(Extracted data entries)
■ ■ ■

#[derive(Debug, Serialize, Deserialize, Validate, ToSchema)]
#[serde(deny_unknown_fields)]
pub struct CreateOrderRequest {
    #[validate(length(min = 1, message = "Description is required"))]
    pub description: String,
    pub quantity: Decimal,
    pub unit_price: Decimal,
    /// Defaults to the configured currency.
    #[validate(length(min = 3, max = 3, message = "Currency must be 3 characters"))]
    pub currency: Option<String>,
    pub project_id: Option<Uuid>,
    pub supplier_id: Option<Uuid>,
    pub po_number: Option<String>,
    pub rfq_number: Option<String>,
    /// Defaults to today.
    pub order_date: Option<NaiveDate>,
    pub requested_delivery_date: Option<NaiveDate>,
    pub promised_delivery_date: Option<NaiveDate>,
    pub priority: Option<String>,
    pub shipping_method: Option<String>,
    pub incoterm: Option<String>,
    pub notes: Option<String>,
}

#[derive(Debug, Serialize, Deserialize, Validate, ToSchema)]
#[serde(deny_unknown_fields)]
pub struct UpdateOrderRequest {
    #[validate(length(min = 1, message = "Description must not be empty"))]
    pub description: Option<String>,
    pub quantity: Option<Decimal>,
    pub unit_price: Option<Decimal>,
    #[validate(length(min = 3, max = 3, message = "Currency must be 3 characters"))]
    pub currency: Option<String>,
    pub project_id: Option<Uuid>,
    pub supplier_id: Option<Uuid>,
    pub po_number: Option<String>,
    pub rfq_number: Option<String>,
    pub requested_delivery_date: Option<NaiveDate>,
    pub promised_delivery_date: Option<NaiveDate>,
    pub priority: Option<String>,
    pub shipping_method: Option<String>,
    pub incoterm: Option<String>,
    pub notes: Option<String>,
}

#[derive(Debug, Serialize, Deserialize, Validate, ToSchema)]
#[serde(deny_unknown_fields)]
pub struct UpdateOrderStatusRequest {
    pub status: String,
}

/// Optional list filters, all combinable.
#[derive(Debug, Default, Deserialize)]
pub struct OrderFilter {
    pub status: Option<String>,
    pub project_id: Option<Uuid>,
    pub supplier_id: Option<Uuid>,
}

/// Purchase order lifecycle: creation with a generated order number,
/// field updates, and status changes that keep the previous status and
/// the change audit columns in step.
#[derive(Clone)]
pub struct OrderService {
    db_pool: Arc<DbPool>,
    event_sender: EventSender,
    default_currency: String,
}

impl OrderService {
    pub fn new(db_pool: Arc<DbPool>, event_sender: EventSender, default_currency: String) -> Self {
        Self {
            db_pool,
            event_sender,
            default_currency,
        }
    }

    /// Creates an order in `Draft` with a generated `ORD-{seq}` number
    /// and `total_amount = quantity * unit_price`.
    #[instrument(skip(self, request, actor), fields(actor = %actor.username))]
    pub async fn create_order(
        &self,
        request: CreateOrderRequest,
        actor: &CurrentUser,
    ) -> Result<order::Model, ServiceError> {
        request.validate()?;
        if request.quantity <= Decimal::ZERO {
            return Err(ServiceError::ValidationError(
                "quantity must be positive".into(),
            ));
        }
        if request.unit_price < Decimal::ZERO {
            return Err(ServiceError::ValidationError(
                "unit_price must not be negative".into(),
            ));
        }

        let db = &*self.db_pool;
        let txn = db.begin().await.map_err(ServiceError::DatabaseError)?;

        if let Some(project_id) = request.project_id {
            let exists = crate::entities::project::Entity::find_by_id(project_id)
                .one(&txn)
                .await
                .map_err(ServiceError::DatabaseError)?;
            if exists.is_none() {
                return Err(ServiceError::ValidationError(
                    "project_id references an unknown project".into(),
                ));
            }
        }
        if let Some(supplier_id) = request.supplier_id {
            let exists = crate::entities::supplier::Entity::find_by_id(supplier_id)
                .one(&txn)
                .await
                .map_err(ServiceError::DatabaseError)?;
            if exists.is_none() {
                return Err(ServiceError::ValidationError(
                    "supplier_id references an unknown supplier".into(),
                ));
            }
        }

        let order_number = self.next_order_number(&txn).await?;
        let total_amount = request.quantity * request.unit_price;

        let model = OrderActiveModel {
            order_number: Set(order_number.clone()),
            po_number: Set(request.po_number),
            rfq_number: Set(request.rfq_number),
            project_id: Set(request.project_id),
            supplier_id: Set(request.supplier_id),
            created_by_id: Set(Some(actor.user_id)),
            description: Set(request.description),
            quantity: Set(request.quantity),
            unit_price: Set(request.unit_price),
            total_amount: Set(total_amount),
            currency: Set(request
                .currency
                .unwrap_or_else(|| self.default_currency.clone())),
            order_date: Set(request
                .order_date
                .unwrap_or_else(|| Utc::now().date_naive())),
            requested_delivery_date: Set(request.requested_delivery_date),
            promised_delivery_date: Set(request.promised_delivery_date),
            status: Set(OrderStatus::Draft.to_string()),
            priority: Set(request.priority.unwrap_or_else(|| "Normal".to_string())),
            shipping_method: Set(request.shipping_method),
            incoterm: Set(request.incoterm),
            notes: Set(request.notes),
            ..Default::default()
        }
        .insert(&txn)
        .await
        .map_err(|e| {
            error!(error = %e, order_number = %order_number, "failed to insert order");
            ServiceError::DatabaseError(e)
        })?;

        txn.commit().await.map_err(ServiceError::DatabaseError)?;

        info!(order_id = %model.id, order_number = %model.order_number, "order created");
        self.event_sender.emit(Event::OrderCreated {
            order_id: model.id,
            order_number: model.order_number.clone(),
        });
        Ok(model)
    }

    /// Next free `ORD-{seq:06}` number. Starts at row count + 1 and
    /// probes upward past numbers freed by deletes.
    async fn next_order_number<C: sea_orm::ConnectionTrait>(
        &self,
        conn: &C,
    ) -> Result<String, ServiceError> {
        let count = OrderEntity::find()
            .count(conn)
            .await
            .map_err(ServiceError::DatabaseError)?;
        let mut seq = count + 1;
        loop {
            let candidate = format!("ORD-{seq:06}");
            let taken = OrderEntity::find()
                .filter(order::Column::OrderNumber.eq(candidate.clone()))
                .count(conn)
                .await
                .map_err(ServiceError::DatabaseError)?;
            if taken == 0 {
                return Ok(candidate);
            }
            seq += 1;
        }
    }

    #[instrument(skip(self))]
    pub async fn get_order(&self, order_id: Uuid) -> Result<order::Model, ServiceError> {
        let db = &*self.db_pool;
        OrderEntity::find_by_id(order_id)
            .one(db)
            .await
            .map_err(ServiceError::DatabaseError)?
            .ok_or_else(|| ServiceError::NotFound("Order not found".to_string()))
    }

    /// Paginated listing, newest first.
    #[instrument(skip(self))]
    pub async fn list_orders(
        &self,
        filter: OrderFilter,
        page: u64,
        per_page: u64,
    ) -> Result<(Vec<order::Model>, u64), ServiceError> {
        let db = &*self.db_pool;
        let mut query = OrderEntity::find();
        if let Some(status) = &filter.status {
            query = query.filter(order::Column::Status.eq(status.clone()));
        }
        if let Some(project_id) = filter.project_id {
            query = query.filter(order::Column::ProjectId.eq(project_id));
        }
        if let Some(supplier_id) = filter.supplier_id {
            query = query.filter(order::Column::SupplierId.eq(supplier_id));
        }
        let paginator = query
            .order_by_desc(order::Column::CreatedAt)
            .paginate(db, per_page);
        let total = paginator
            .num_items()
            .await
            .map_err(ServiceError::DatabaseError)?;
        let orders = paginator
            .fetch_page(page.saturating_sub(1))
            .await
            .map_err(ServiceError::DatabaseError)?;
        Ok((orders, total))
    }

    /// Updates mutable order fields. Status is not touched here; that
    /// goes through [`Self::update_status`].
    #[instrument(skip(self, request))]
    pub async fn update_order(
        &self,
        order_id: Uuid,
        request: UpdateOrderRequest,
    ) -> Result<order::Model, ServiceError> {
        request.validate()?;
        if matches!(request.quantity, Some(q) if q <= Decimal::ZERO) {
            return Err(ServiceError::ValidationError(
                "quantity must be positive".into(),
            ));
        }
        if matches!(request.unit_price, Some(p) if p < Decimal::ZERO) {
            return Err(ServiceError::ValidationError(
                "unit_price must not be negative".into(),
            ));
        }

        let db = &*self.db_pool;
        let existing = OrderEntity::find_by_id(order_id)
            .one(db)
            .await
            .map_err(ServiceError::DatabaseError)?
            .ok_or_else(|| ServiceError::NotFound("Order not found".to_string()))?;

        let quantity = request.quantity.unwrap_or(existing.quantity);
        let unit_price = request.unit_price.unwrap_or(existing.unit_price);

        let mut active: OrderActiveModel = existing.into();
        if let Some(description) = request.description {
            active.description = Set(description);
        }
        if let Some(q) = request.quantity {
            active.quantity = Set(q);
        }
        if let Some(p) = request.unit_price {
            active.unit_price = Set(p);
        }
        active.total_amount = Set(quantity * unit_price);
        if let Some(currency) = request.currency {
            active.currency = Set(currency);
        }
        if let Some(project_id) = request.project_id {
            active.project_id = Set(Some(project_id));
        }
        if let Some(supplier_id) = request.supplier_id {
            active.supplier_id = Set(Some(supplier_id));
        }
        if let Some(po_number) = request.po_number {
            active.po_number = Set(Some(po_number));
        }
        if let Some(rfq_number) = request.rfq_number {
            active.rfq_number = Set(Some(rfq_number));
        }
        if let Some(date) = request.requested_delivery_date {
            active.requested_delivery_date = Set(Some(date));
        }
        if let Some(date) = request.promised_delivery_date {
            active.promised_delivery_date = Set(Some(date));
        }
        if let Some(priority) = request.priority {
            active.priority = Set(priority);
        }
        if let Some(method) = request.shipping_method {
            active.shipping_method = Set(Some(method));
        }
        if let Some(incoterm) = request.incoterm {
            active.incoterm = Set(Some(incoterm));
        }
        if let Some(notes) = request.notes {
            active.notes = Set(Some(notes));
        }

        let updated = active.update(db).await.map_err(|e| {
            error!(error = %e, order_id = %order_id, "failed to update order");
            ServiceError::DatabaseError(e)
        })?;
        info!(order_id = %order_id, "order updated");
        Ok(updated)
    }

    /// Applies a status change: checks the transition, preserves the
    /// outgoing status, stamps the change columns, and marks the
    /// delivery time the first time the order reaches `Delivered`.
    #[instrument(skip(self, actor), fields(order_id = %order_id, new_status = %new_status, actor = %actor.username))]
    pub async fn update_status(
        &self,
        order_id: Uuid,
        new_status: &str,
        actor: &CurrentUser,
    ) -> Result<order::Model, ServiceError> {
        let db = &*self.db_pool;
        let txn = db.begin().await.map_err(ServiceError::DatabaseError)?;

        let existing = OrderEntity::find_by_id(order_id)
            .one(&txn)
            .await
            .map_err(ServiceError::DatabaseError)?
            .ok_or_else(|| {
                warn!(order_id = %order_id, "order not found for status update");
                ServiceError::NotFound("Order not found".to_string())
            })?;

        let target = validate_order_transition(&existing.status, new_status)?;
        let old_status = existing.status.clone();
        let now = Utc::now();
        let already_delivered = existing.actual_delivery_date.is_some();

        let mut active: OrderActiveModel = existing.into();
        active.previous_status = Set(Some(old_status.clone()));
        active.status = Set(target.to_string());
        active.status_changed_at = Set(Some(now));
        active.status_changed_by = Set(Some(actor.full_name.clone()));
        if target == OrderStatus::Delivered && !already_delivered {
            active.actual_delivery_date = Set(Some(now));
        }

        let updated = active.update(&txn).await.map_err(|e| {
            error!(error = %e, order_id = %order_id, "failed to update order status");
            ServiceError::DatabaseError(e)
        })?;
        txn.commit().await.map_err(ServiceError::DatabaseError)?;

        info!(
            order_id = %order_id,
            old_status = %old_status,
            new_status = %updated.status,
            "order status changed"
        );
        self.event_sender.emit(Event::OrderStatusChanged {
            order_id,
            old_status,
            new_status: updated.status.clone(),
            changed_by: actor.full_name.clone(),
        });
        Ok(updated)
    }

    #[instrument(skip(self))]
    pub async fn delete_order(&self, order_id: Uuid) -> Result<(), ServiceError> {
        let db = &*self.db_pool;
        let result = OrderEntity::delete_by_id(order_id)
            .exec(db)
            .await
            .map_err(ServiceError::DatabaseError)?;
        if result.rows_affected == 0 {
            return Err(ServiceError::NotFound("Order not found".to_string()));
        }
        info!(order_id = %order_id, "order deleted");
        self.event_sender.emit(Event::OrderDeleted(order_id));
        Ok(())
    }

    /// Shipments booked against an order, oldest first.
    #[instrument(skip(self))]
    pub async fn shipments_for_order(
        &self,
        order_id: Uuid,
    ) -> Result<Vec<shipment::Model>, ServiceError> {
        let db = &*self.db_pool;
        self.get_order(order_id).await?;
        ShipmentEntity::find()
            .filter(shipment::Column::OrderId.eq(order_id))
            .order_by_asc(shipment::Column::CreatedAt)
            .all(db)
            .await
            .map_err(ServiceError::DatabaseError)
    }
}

■ ■ ■

PROMPT: For the string "Decimal", filter the data and copy out each line where it occurs.

RESULT OF THE EXERCISE:
    pub quantity: Decimal,
    pub unit_price: Decimal,
    pub quantity: Option<Decimal>,
    pub unit_price: Option<Decimal>,
        if request.quantity <= Decimal::ZERO {
        if request.unit_price < Decimal::ZERO {
        if matches!(request.quantity, Some(q) if q <= Decimal::ZERO) {
        if matches!(request.unit_price, Some(p) if p < Decimal::ZERO) {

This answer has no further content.